(Collected data entries)
···
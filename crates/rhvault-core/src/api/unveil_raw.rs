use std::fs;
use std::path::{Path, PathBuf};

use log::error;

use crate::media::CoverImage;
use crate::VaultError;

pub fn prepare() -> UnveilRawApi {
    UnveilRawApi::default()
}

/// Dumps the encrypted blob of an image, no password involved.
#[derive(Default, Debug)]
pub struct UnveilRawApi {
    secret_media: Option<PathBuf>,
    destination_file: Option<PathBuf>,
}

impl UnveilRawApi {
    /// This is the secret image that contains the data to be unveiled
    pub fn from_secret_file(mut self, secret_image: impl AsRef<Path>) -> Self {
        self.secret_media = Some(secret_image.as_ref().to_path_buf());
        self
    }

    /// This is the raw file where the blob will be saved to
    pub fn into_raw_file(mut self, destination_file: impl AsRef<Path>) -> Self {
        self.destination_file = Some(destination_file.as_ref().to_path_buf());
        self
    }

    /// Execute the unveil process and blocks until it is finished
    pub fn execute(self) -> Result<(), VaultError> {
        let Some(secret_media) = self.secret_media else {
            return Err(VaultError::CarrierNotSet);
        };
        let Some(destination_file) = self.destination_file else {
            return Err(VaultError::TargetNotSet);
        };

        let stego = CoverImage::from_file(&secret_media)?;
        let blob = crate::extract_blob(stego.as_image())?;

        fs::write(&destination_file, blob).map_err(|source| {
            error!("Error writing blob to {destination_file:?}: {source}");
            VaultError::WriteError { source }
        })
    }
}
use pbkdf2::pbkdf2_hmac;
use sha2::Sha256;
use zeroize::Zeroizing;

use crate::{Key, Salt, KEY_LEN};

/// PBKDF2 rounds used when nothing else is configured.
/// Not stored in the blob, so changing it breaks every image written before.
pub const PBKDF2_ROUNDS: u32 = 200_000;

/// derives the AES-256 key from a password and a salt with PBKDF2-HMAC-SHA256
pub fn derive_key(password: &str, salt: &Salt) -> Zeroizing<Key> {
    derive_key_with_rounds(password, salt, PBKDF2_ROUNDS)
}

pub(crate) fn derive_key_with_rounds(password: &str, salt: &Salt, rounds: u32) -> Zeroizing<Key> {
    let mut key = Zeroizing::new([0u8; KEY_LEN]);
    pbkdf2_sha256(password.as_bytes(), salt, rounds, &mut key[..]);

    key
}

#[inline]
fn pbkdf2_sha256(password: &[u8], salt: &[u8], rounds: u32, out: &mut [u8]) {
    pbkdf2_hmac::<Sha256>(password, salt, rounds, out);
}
···
# About this exercise
Write every record out again, letter for letter.

# Your solution
filename crates/rhvault-core/src/api/unveil_raw.rs
use std::fs;
use std::path::{Path, PathBuf};

use log::error;

use crate::media::CoverImage;
use crate::VaultError;

pub fn prepare() -> UnveilRawApi {
    UnveilRawApi::default()
}

/// Dumps the encrypted blob of an image, no password involved.
#[derive(Default, Debug)]
pub struct UnveilRawApi {
    secret_media: Option<PathBuf>,
    destination_file: Option<PathBuf>,
}

impl UnveilRawApi {
    /// This is the secret image that contains the data to be unveiled
    pub fn from_secret_file(mut self, secret_image: impl AsRef<Path>) -> Self {
        self.secret_media = Some(secret_image.as_ref().to_path_buf());
        self
    }

    /// This is the raw file where the blob will be saved to
    pub fn into_raw_file(mut self, destination_file: impl AsRef<Path>) -> Self {
        self.destination_file = Some(destination_file.as_ref().to_path_buf());
        self
    }

    /// Execute the unveil process and blocks until it is finished
    pub fn execute(self) -> Result<(), VaultError> {
        let Some(secret_media) = self.secret_media else {
            return Err(VaultError::CarrierNotSet);
        };
        let Some(destination_file) = self.destination_file else {
            return Err(VaultError::TargetNotSet);
        };

        let stego = CoverImage::from_file(&secret_media)?;
        let blob = crate::extract_blob(stego.as_image())?;

        fs::write(&destination_file, blob).map_err(|source| {
            error!("Error writing blob to {destination_file:?}: {source}");
            VaultError::WriteError { source }
        })
    }
}
use pbkdf2::pbkdf2_hmac;
use sha2::Sha256;
use zeroize::Zeroizing;

use crate::{Key, Salt, KEY_LEN};

/// PBKDF2 rounds used when nothing else is configured.
/// Not stored in the blob, so changing it breaks every image written before.
pub const PBKDF2_ROUNDS: u32 = 200_000;

/// derives the AES-256 key from a password and a salt with PBKDF2-HMAC-SHA256
pub fn derive_key(password: &str, salt: &Salt) -> Zeroizing<Key> {
    derive_key_with_rounds(password, salt, PBKDF2_ROUNDS)
}

pub(crate) fn derive_key_with_rounds(password: &str, salt: &Salt, rounds: u32) -> Zeroizing<Key> {
    let mut key = Zeroizing::new([0u8; KEY_LEN]);
    pbkdf2_sha256(password.as_bytes(), salt, rounds, &mut key[..]);

    key
}

#[inline]
fn pbkdf2_sha256(password: &[u8], salt: &[u8], rounds: u32, out: &mut [u8]) {
    pbkdf2_hmac::<Sha256>(password, salt, rounds, out);
}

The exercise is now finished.